Report Materials
Key Takeaways
- In 2024, Medicare Part B spending on clinical diagnostic laboratory tests (lab tests) totaled $8.4 billion—a 5-percent increase over the previous year. Spending on lab tests is climbing even as the number of Part B enrollees with lab tests is decreasing.
- Part B spending on lab tests has been shifting increasingly toward genetic tests, including tests related to cancer, infections, and epilepsy. In 2024, genetic tests accounted for 43 percent of all Part B lab spending, with expenditures topping $3.6 billion.
- Overall, Medicare Part B spending for non-genetic tests, including metabolic panels, lipid panels, and complete blood cell counts, has been generally declining since 2021, dropping to $4.8 billion in 2024.

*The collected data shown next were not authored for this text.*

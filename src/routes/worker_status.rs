//! Worker status HTTP endpoint.
//!
//! GET /api/v1/worker/status — current state of the background route
//! optimizer worker, mirroring the teacher's poller status endpoint.

use axum::extract::State;
use axum::Json;

use crate::services::worker::{SharedWorkerState, WorkerState};

#[utoipa::path(
    get,
    path = "/api/v1/worker/status",
    tag = "Worker",
    responses(
        (status = 200, description = "Current worker status", body = WorkerState),
    )
)]
pub async fn get_worker_status(State(state): State<SharedWorkerState>) -> Json<WorkerState> {
    let s = state.read().await;
    Json(s.clone())
}
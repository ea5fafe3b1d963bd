//! C3: spatial store adapter. Wraps `db::queries`'s raw SQL with the
//! configured hash precisions and the bootstrapped population p95
//! threshold, so callers never touch those directly.

use sqlx::PgPool;

use crate::config::AppConfig;
use crate::db::models::{GeoPoint, OptimizationOutcome, RouteRecord};
use crate::db::queries::{self, WriteBatchStats};
use crate::errors::AppError;
use crate::geo::GeoPoint2;

#[derive(Clone)]
pub struct SpatialStore {
    pool: PgPool,
    p_pk: usize,
    p_sk: usize,
    p_gsi: usize,
    population_p95: f64,
}

impl SpatialStore {
    /// Computes the population p95 threshold once, per the bootstrap
    /// invariant in §3 (population values are immutable for the process
    /// lifetime).
    pub async fn bootstrap(pool: PgPool, config: &AppConfig) -> Result<Self, AppError> {
        let population_p95 = queries::compute_population_p95(&pool).await?;
        tracing::info!("spatial store bootstrapped, population_p95={}", population_p95);

        Ok(Self {
            pool,
            p_pk: config.partition_key_hash_precision,
            p_sk: config.sort_key_hash_precision,
            p_gsi: config.gsi_hash_precision,
            population_p95,
        })
    }

    pub fn p_pk(&self) -> usize {
        self.p_pk
    }

    pub fn p_gsi(&self) -> usize {
        self.p_gsi
    }

    pub async fn query_by_hash_prefix(
        &self,
        prefix: &str,
        use_sparse_index: bool,
    ) -> Result<Vec<GeoPoint>, AppError> {
        queries::query_by_hash_prefix(&self.pool, prefix, use_sparse_index).await
    }

    pub async fn fetch_by_hash_prefixes(
        &self,
        prefixes: &[String],
        use_sparse_index: bool,
    ) -> Vec<GeoPoint> {
        queries::fetch_by_hash_prefixes(&self.pool, prefixes, use_sparse_index).await
    }

    pub async fn write_batch(&self, items: &[GeoPoint]) -> WriteBatchStats {
        queries::write_batch(&self.pool, items, self.p_pk, self.p_sk, self.p_gsi, self.population_p95).await
    }

    pub async fn create_route_record(&self, start: GeoPoint2, end: GeoPoint2) -> Result<String, AppError> {
        queries::create_route_record(&self.pool, start, end).await
    }

    pub async fn update_route_record(&self, id: &str, outcome: &OptimizationOutcome) -> Result<(), AppError> {
        queries::update_route_record(&self.pool, id, outcome).await
    }

    pub async fn get_route_record(&self, id: &str) -> Result<Option<RouteRecord>, AppError> {
        queries::get_route_record(&self.pool, id).await
    }

    pub async fn fetch_pending_route_records(
        &self,
        max_age: chrono::Duration,
        limit: i64,
    ) -> Result<Vec<RouteRecord>, AppError> {
        queries::fetch_pending_route_records(&self.pool, max_age, limit).await
    }

    pub fn pool(&self) -> &PgPool {
        &self.pool
    }
}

- In 2024, the top 25 lab tests accounted for almost half of all Part B lab spending, with expenditures exceeding $4.1 billion. The test with the highest expenditures was a genetic test with a median payment amount of $447 per claim.
Why OIG Did This Review
This review is part of an ongoing effort to control Medicare Part B spending on lab tests. The Protecting Access to Medicare Act of 2014 (PAMA) changed the way Medicare Part B pays for lab tests, effective 2018. To monitor changes to Part B lab test spending, PAMA also mandated that OIG publicly release an annual analysis of the top 25 lab tests and conduct analyses that OIG determines appropriate. This data snapshot provides an analysis of Medicare Part B payments for lab tests in 2024, including an analysis of the 25 tests that cost Part B the most money.
What OIG Did
This review is part of an ongoing effort to control Medicare Part B spending on lab tests. The Protecting Access to Medicare Act of 2014 (PAMA) changed the way Medicare Part B pays for lab tests, effective 2018. To monitor changes to Part B lab test spending, PAMA also mandated that OIG publicly release an annual analysis of the top 25 lab tests and conduct analyses that OIG determines appropriate. This data snapshot provides an analysis of Medicare Part B payments for lab tests in 2024, including an analysis of the 25 tests that cost Part B the most money.
What OIG Recommends
This data snapshot contains no recommendations.
Notice
This report may be subject to section 5274 of the National Defense Authorization Act Fiscal Year 2023, 117 Pub. L. 263.